So, yeah, I have been doing a lot of traveling, conference talking, making art, and seeing art. And what is great is how friends from all over have been visiting and insisting on museum and gallery hopping with me, which is what I’d much rather do than go to tech meetups or drink all the alcohols – even though both of those activities do lend themselves to occasional fun and entertainment.

A few months ago, my friend Liz (probably short for “Lizard” but I highly doubt it) came into town and we went to the MoMA. One of my favorite pieces there is a painting called “Evening, Honfleur” by Georges-Pierre Seurat.

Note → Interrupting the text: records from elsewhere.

//! Client-side routes, the login guard and the header navigation.

use std::fmt;

use crate::session::Session;

#[derive(Debug, Clone, Copy, PartialEq, Eq)]
pub enum Route {
    Home,
    Login,
    Customers,
    CustomerAdd,
    CustomerUpdate(i64),
    ProjectAdd,
    ProjectUpdate(i64),
}

impl Route {
    pub fn parse(path: &str) -> Option<Route> {
        let trimmed = path.trim_end_matches('/');
        let segments: Vec<&str> = trimmed.split('/').skip(1).collect();

        match segments.as_slice() {
            [] => Some(Route::Home),
            ["login"] => Some(Route::Login),
            ["customers"] => Some(Route::Customers),
            ["customers", "add"] => Some(Route::CustomerAdd),
            ["customers", "update", id] => id.parse().ok().map(Route::CustomerUpdate),
            ["projects", "add"] => Some(Route::ProjectAdd),
            ["projects", "update", id] => id.parse().ok().map(Route::ProjectUpdate),
            _ => None,
        }
    }

    pub fn path(&self) -> String {
        match self {
            Route::Home => "/".to_string(),
            Route::Login => "/login".to_string(),
            Route::Customers => "/customers".to_string(),
            Route::CustomerAdd => "/customers/add".to_string(),
            Route::CustomerUpdate(id) => format!("/customers/update/{}", id),
            Route::ProjectAdd => "/projects/add".to_string(),
            Route::ProjectUpdate(id) => format!("/projects/update/{}", id),
        }
    }

    /// Everything except the index and the login page needs a user
    pub fn is_protected(&self) -> bool {
        !matches!(self, Route::Home | Route::Login)
    }
}

impl fmt::Display for Route {
    fn fmt(&self, f: &mut fmt::Formatter<'_>) -> fmt::Result {
        f.write_str(&self.path())
    }
}

/// The screen to render for `requested`. Protected routes show the login
/// form in place; the login route shows Home once a user is present.
pub fn resolve(requested: Route, session: &Session) -> Route {
    match requested {
        Route::Login if session.is_authenticated() => Route::Home,
        route if route.is_protected() && !session.is_authenticated() => Route::Login,
        route => route,
    }
}

#[derive(Debug, Clone, Copy, PartialEq, Eq)]
pub enum NavTarget {
    Go(Route),
    Logout,
}

#[derive(Debug, Clone, Copy, PartialEq, Eq)]
pub struct NavLink {
    pub key: char,
    pub label: &'static str,
    pub target: NavTarget,
}

impl NavLink {
    const fn new(key: char, label: &'static str, target: NavTarget) -> Self {
        Self { key, label, target }
    }
}

pub fn nav_links(current: Route, session: &Session) -> Vec<NavLink> {
    let mut links = vec![NavLink::new('H', "Home", NavTarget::Go(Route::Home))];

    if !session.is_authenticated() {
        links.push(NavLink::new('L', "Login", NavTarget::Go(Route::Login)));
        return links;
    }

    if current == Route::Customers {
        links.push(NavLink::new('A', "New Customer", NavTarget::Go(Route::CustomerAdd)));
    } else {
        links.push(NavLink::new('C', "Customers", NavTarget::Go(Route::Customers)));
        if current != Route::ProjectAdd {
            links.push(NavLink::new('P', "New Project", NavTarget::Go(Route::ProjectAdd)));
        }
    }
    links.push(NavLink::new('L', "Logout", NavTarget::Logout));

    links
}

/// Header greeting for the logged-in user
pub fn welcome(session: &Session) -> Option<String> {
    session
        .user()
        .map(|user| format!("Welcome back {}", user.name))
}

#[cfg(test)]
mod tests {
    use super::*;
    use crate::models::User;

    fn logged_in() -> Session {
        let mut session = Session::new();
        session.login(
            User {
                id: 7,
                name: "Grace".to_string(),
                email: "grace@example.com".to_string(),
            },
            "token",
        );
        session
    }

    fn labels(links: &[NavLink]) -> Vec<&'static str> {
        links.iter().map(|link| link.label).collect()
    }

    #[test]
    fn paths_round_trip() {
        let routes = [
            Route::Home,
            Route::Login,
            Route::Customers,
            Route::CustomerAdd,
            Route::CustomerUpdate(12),
            Route::ProjectAdd,
            Route::ProjectUpdate(3),
        ];
        for route in routes {
            assert_eq!(Route::parse(&route.path()), Some(route));
        }
    }

    #[test]
    fn unknown_paths_are_rejected() {
        assert_eq!(Route::parse("/projects"), None);
        assert_eq!(Route::parse("/customers/update/abc"), None);
        assert_eq!(Route::parse("/projects/4/edit"), None);
        assert_eq!(Route::parse("/customers/"), Some(Route::Customers));
    }

    #[test]
    fn guard_renders_login_in_place() {
        let anonymous = Session::new();
        assert_eq!(resolve(Route::Customers, &anonymous), Route::Login);
        assert_eq!(resolve(Route::ProjectUpdate(1), &anonymous), Route::Login);
        assert_eq!(resolve(Route::Home, &anonymous), Route::Home);
        assert_eq!(resolve(Route::Login, &anonymous), Route::Login);

        let session = logged_in();
        assert_eq!(resolve(Route::Customers, &session), Route::Customers);
        assert_eq!(resolve(Route::Login, &session), Route::Home);
    }

    #[test]
    fn restored_token_without_user_is_still_guarded() {
        let session = Session::with_token("stale");
        assert_eq!(resolve(Route::CustomerAdd, &session), Route::Login);
    }

    #[test]
    fn nav_for_anonymous_user() {
        let links = nav_links(Route::Home, &Session::new());
        assert_eq!(labels(&links), ["Home", "Login"]);
        assert_eq!(welcome(&Session::new()), None);
    }

    #[test]
    fn nav_on_customer_list_offers_new_customer() {
        let links = nav_links(Route::Customers, &logged_in());
        assert_eq!(labels(&links), ["Home", "New Customer", "Logout"]);
    }

    #[test]
    fn nav_hides_new_project_on_project_add() {
        let session = logged_in();
        assert_eq!(
            labels(&nav_links(Route::Home, &session)),
            ["Home", "Customers", "New Project", "Logout"]
        );
        assert_eq!(
            labels(&nav_links(Route::ProjectAdd, &session)),
            ["Home", "Customers", "Logout"]
        );
        assert_eq!(welcome(&session).as_deref(), Some("Welcome back Grace"));
    }
}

It’s not the painting that I love in particular, though, it’s the frame.

"Evening, Honfleur" 1886

Georges-Pierre Seurat was a French painter who basically started the Neo-Impressionist movement in the latter quarter of the 1800s. He was young and died young, at age 31. His most recognizable painting, “A Sunday Afternoon on the Island of La Grande Jatte” began an era of academic paintings that were beautiful and mixed science and politics with impressionism.

"A Sunday Afternoon on the Island of La Grande Jatte" 1886

If you zoom in on this painting’s edges, you’ll see he also created a neat stippling border like he did on the frame of Evening, Honfleur.

selfie, 2015

Being a pixel artist who also uses colored pencil, my process is tedious yet therapeutic, like I imagine Seurat’s painstaking stippling work was. Not only did he have such focused and beautiful stippling, but he used color theory to play tricks on the eyes and make colors so much more vibrant. Look at the man lounging above – his pants look like off-white linen, but closely you can see that so many colors were used to create them!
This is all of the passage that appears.